Godett’s ambition followed him to Syracuse University, famous for its broadcast and journalism departments.

“I worked, probably at the expense of having a life in college,” Godett said. “I did everything.”

He broadcast men’s basketball and football, as well as the men’s lacrosse team’s run to the ’08 national championship, at one of Syracuse’s radio stations. At the other station, he did sports updates, as well as play-by-play for women’s lacrosse, women’s basketball, high school football and a short-lived professional indoor football team.

Oh and he also did hockey, field hockey, volleyball, women’s soccer, men’s soccer ... .

“Anything and everything,” Godett said.

Following graduation, Godett found himself at the University of South Florida, broadcasting women’s basketball and baseball.

But in the winter of 2009, Godett started to miss baseball. He had experience -- his first job out of college was broadcasting for the New York Mets’ Triple-A team in Buffalo, and he spent a summer working with the legendary Cape Cod League -- and sent emails to all of the Florida State League teams based in the Tampa Bay area.

Dan Wolfert, the Marauders’ general manager at the time, bit.

By the middle of May, Godett was reporting to work at McKechnie Field, doing all of the Marauders home games and some away games. When the season ended, the Pirates made him a full-time member of their communications department, and the Marauders expanded his role when they decided to have Godett call all 140 games.

No longer just an Internet feed, Marauders baseball can be heard on WTMY-1280 and the team’s Web site at bradentonmarauders.com.

Godett also does the game notes each night, updates the stats and hosts the Marauders’ television show.
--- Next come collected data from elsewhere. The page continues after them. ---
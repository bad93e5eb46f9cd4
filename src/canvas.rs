//! 1-bit frame buffer for the 4.2" e-paper dashboard
//!
//! The buffer layout matches what monochrome e-paper controllers expect: rows of
//! bytes, 8 horizontal pixels per byte, most significant bit first, bit set = white.
//! Both [`Canvas`] and [`GrayLayer`] implement `embedded_graphics::DrawTarget` so
//! all primitives and text go through embedded-graphics.

use core::convert::Infallible;
use embedded_graphics::{
    pixelcolor::{BinaryColor, Gray8, GrayColor},
    prelude::*,
};

/// Display dimensions
pub const WIDTH: u32 = 400;
pub const HEIGHT: u32 = 300;

/// 4×4 Bayer matrix used to dither gray layers down to 1 bit
const BAYER_4X4: [[u8; 4]; 4] = [[0, 8, 2, 10], [12, 4, 14, 6], [3, 11, 1, 9], [15, 7, 13, 5]];

/// Monochrome canvas. `BinaryColor::On` is black ink, `Off` is white paper.
#[derive(Clone, Debug, PartialEq, Eq)]
pub struct Canvas {
    width: u32,
    height: u32,
    buffer: Vec<u8>,
}

impl Canvas {
    pub fn new(width: u32, height: u32) -> Self {
        // Each row has (width+7)/8 bytes
        let bytes_per_row = width.div_ceil(8);
        let buffer_size = (bytes_per_row * height) as usize;
        Self {
            width,
            height,
            buffer: vec![0xFF; buffer_size], // White by default
        }
    }

    pub fn width(&self) -> u32 {
        self.width
    }

    pub fn height(&self) -> u32 {
        self.height
    }

    pub fn bytes_per_row(&self) -> u32 {
        self.width.div_ceil(8)
    }

    /// Packed rows, top row first
    pub fn buffer(&self) -> &[u8] {
        &self.buffer
    }

    pub fn set_pixel(&mut self, x: u32, y: u32, color: BinaryColor) {
        if x >= self.width || y >= self.height {
            return;
        }

        let byte_index = (y * self.bytes_per_row() + x / 8) as usize;
        let bit_mask = 0x80 >> (x % 8);

        match color {
            BinaryColor::Off => self.buffer[byte_index] |= bit_mask,
            BinaryColor::On => self.buffer[byte_index] &= !bit_mask,
        }
    }

    /// True when the pixel carries black ink. Out-of-range reads as white.
    pub fn is_black(&self, x: u32, y: u32) -> bool {
        if x >= self.width || y >= self.height {
            return false;
        }
        let byte_index = (y * self.bytes_per_row() + x / 8) as usize;
        self.buffer[byte_index] & (0x80 >> (x % 8)) == 0
    }

    pub fn black_pixel_count(&self) -> usize {
        (0..self.height)
            .flat_map(|y| (0..self.width).map(move |x| (x, y)))
            .filter(|&(x, y)| self.is_black(x, y))
            .count()
    }

    /// Count black pixels inside the half-open box `[x0, x1) × [y0, y1)`.
    pub fn black_pixels_in(&self, x0: u32, y0: u32, x1: u32, y1: u32) -> usize {
        (y0..y1.min(self.height))
            .flat_map(|y| (x0..x1.min(self.width)).map(move |x| (x, y)))
            .filter(|&(x, y)| self.is_black(x, y))
            .count()
    }
}

impl Default for Canvas {
    fn default() -> Self {
        Self::new(WIDTH, HEIGHT)
    }
}

impl OriginDimensions for Canvas {
    fn size(&self) -> Size {
        Size::new(self.width, self.height)
    }
}

impl DrawTarget for Canvas {
    type Color = BinaryColor;
    type Error = Infallible;

    fn draw_iter<I>(&mut self, pixels: I) -> Result<(), Self::Error>
    where
        I: IntoIterator<Item = Pixel<Self::Color>>,
    {
        for Pixel(point, color) in pixels {
            if point.x >= 0 && point.y >= 0 {
                self.set_pixel(point.x as u32, point.y as u32, color);
            }
        }
        Ok(())
    }
}

/// 8-bit grayscale scratch layer, black by default.
///
/// Shapes drawn here at partial intensity are composited onto a [`Canvas`]
/// with an ordered dither, so a 50 % gray line comes out as a dotted line.
#[derive(Clone, Debug)]
pub struct GrayLayer {
    width: u32,
    height: u32,
    luma: Vec<u8>,
}

impl GrayLayer {
    pub fn new(width: u32, height: u32) -> Self {
        Self {
            width,
            height,
            luma: vec![0; (width * height) as usize],
        }
    }

    pub fn luma(&self, x: u32, y: u32) -> u8 {
        if x >= self.width || y >= self.height {
            return 0;
        }
        self.luma[(y * self.width + x) as usize]
    }

    /// Paint black ink on `canvas` wherever this layer is above pure black and
    /// its luma beats the dither threshold for that pixel.
    pub fn composite_onto(&self, canvas: &mut Canvas) {
        for y in 0..self.height {
            for x in 0..self.width {
                let luma = self.luma(x, y);
                if luma == 0 {
                    continue;
                }
                let threshold = BAYER_4X4[(y % 4) as usize][(x % 4) as usize] * 16 + 8;
                if luma > threshold {
                    canvas.set_pixel(x, y, BinaryColor::On);
                }
            }
        }
    }
}

impl OriginDimensions for GrayLayer {
    fn size(&self) -> Size {
        Size::new(self.width, self.height)
    }
}

impl DrawTarget for GrayLayer {
    type Color = Gray8;
    type Error = Infallible;

    fn draw_iter<I>(&mut self, pixels: I) -> Result<(), Self::Error>
    where
        I: IntoIterator<Item = Pixel<Self::Color>>,
    {
        for Pixel(point, color) in pixels {
            if point.x < 0 || point.y < 0 {
                continue;
            }
            let (x, y) = (point.x as u32, point.y as u32);
            if x < self.width && y < self.height {
                self.luma[(y * self.width + x) as usize] = color.luma();
            }
        }
        Ok(())
    }
}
“He’s very good at what he does. I have no doubt he’ll one day be in the major leagues being a broadcaster,” said Trevor Gooby, the Pirates director of Florida operations. “He’s probably too good to be in the Florida State League, and I’ve told him that. But he’s got a passion for it, and it’s not the easiest career to get a job in. So he’s working his way up the ladder like our players on the field.”

Since his father saw that advertisement nearly 10 years ago, Godett has followed his passion from frigid upstate New York to balmy southwest Florida.

Where will it lead him next? Godett isn’t sure. But he does know what he wants.

“I’d love to do games on ESPN. I’d call field hockey on ESPN if they called me,” Godett said. “But as much as that would be cool, I think I’d be just as happy being the voice of a (Division) I university and having a cult fan base that knows me and relies on me. And maybe I’m not world famous, but I’ve got a good job and I’ve got good people around me.”